Interessant: Ich habe vor 7 Jahren aufgehört zu rauchen, aber mich plagen keine derartigen Traumfantasien. Dahingegen habe ich tagtäglich an den Folgen meiner 24 Jahre angedauert habenden Sucht zu leiden: Hausstauballergie, leicht entzündliche Atemwege, Apnoeschnarchen, asthmatische Lunge, eingeschränktes Volumen, Kurzatmigkeit.

Zum Gedicht: Es gelingt dir vorzüglich, die Gedanken eines einsamen, fast verbitterten Menschem zum ansonsten fröhlichen Jahreswechsel einzufangen. Hier spricht einer, dem das neue Jahr kein Grund zum Feiern mehr ist, aus welchen Gründen auch immer.
Es hat mich tief bewegt, weil es klingt wie etwas, das ich wohl selber dazu sagen würde. Für dich hoffe ich, das Lyrich möge nicht allzu sehr nach dem eigenen Empfinden gestaltet sein!

S1Z4 - Hier habe ich Schwierigkeiten mit dem Sprachrhythmus. Die Zeile klingt irgerndwie passender und dramatischer, wenn man das "jeden" weglässt. Wieder so ein Fall von: Hebungszahl stimmt zwar, aber Zeile wirkt zu lang oder unmelodisch.

Im Gegensatz zu Chavali gefällt mir S2 sehr gut! Ich finde es nicht durchkonstruiert, es unterstreicht eher das Gemetzel des leidigen Menschenspiels mit den versinnbildlichenden Überresten auf dem Altar mannigfaltiger Motive! Sprachlich gelungen. Das "Gedärm" ist reimgeschuldet, sicher. Es klingt fast zu heftig hier im Kontext, aber insgesamt ist die Phrase sehr gut gelungen - ein starkes Bild!

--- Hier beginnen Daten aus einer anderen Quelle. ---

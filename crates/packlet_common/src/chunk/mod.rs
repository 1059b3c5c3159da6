use arcstr::ArcStr;
use packlet_utils::indexmap::FxIndexSet;

use crate::AssetIdx;

/// A member of a chunk. The runtime module manager is not part of the graph, so it has its own
/// variant.
#[derive(Debug, Clone, Copy, PartialEq, Eq, Hash)]
pub enum ChunkModule {
  Runtime,
  Asset(AssetIdx),
}

/// A group of assets that ends up in a single output file.
#[derive(Debug, Default)]
pub struct Chunk {
  pub filename: ArcStr,
  pub modules: FxIndexSet<ChunkModule>,
}

impl Chunk {
  pub fn new(filename: impl Into<ArcStr>) -> Self {
    Self { filename: filename.into(), modules: FxIndexSet::default() }
  }

  /// Adding the same module twice keeps the first position.
  pub fn add_module(&mut self, module: ChunkModule) {
    self.modules.insert(module);
  }

  pub fn add_asset(&mut self, asset_idx: AssetIdx) {
    self.add_module(ChunkModule::Asset(asset_idx));
  }

  pub fn assets(&self) -> impl Iterator<Item = AssetIdx> + '_ {
    self.modules.iter().filter_map(|module| match module {
      ChunkModule::Asset(idx) => Some(*idx),
      ChunkModule::Runtime => None,
    })
  }
}

#[test]
fn test_chunk_keeps_insertion_order() {
  let mut chunk = Chunk::new("dist.js");
  chunk.add_module(ChunkModule::Runtime);
  chunk.add_asset(AssetIdx::from_usize(1));
  chunk.add_asset(AssetIdx::from_usize(0));
  chunk.add_asset(AssetIdx::from_usize(1));
  assert_eq!(chunk.modules.len(), 3);
  assert_eq!(
    chunk.assets().collect::<Vec<_>>(),
    vec![AssetIdx::from_usize(1), AssetIdx::from_usize(0)]
  );
}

S2Z2 - Ein lyrisches Highlight! "Die Zeit ist zur Verwesung degradiert." Eigentlich unlogisch, da Verwesung ja Zeit braucht, und in so einem gegenseitigen Bedingen eins nicht die Stelle des anderen einnehmen kann - dennoch, man begreift sofort, was gemeint ist! Auch hier: ein starkes Bild!

S2Z4 "der Sterne Wärme" steht hier wohl versinnbildlichend für den Lebenswillen, die noch unerfüllten Sehnsuchten des Geistes und der Fantasie. Problematisch ist, dass die Sterne nicht "warm" wirken. Ihr Flimmern ist kalt und fern und atmosphärenbedingt. Alternative: "solang des Herzens Wärme nicht erfriert."
Auch hier ist das Bild übrigens im Grunde unlogisch, denn Wärme selbst kann per se nicht erfrieren, ohne per definitionem zuvor etwas anderes geworden zu sein, nämlich Kälte. Aber auch hier ist das salopp gesprochen "wurscht" - die Wirkung des Bildes zählt, und die ist klar!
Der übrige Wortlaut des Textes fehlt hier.